Collected data entries>
# # # # #

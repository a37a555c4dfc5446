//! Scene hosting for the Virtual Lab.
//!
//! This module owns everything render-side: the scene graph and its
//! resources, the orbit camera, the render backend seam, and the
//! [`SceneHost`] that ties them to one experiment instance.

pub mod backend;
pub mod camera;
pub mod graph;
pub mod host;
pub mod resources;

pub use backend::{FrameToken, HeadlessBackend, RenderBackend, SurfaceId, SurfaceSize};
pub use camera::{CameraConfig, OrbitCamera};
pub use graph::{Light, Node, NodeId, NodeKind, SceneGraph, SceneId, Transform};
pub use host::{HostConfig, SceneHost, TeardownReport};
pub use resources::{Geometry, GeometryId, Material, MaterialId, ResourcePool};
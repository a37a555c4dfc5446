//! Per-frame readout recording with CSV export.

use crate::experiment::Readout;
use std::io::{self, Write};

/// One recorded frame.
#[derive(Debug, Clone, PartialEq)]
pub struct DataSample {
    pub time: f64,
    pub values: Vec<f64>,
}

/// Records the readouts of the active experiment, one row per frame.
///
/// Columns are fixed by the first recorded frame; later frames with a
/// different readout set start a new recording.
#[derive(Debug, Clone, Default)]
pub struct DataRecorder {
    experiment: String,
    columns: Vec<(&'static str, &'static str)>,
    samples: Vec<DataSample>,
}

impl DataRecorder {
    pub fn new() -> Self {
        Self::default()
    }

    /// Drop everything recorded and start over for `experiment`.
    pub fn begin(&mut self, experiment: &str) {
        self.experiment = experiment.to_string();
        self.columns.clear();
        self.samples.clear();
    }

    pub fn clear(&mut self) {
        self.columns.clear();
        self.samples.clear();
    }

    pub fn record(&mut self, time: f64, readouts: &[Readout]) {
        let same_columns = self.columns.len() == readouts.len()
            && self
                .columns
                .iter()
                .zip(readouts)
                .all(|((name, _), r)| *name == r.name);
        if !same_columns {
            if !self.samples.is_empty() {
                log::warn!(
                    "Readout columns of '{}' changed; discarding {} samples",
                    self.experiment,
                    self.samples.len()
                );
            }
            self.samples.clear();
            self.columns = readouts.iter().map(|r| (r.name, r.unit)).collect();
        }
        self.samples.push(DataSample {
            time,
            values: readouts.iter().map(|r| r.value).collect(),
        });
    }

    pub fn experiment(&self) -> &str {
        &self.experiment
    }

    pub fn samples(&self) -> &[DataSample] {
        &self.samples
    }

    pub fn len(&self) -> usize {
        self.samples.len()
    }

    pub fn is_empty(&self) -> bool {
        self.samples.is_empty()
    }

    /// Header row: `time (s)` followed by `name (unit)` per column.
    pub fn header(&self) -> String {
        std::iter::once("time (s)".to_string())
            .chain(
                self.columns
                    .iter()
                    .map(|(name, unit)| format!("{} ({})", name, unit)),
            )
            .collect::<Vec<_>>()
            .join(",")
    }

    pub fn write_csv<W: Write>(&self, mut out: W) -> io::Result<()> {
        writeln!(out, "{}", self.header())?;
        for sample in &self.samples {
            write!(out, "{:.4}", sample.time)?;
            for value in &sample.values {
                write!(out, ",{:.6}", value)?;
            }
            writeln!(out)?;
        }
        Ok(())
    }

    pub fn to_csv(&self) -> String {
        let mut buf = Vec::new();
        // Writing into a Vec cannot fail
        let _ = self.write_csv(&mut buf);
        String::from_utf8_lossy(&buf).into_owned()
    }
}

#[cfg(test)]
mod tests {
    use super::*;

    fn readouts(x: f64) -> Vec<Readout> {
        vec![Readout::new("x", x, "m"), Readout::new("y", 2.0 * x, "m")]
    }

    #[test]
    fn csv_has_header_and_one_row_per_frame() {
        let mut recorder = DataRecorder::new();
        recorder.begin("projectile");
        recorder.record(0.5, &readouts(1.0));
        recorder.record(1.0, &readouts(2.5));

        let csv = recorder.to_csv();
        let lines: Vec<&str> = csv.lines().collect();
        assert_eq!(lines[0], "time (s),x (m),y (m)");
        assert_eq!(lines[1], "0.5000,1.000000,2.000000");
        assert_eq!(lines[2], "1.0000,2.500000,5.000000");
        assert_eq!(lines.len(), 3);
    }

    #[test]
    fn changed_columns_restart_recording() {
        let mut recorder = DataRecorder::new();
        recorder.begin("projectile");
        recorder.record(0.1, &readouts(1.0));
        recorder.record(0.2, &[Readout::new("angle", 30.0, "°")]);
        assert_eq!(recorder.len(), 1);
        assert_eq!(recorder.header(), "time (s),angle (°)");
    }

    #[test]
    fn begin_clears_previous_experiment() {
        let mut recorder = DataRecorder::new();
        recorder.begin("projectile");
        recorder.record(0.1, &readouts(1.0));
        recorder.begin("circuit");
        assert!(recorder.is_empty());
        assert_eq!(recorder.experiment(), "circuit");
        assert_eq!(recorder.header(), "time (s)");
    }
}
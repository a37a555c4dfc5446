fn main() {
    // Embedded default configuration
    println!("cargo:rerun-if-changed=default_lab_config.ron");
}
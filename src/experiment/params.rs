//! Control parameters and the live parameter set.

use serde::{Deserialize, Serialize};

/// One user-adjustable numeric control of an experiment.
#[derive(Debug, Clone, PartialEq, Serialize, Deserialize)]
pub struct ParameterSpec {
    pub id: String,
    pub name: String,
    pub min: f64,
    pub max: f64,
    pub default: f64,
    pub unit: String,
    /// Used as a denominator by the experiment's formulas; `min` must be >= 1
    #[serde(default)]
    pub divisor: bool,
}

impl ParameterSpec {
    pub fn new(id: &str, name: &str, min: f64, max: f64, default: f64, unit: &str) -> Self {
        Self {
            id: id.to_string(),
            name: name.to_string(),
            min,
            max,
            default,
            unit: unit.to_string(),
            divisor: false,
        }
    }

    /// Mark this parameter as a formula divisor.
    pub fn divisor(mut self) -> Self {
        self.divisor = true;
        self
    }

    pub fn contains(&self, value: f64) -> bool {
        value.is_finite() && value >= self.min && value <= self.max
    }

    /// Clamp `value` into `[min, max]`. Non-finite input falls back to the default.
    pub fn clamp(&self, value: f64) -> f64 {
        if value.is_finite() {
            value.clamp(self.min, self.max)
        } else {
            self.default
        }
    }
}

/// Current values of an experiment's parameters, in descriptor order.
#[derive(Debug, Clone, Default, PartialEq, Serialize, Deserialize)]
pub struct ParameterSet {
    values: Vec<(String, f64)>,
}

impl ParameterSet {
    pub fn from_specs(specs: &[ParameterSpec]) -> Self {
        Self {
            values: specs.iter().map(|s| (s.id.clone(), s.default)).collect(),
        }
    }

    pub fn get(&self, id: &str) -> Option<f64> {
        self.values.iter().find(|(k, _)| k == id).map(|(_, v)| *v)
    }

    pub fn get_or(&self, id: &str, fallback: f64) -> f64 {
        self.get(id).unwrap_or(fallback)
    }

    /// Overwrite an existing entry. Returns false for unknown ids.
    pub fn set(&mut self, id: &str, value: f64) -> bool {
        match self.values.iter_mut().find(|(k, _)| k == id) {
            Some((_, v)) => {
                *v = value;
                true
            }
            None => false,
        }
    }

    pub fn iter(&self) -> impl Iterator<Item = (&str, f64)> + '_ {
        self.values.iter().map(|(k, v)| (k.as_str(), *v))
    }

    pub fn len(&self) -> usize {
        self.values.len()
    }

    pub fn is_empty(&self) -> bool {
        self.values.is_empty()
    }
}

# # # # #

Task goal> In the records, how many lines have the word "derive" in them? Only the number is needed.

Solution below> 4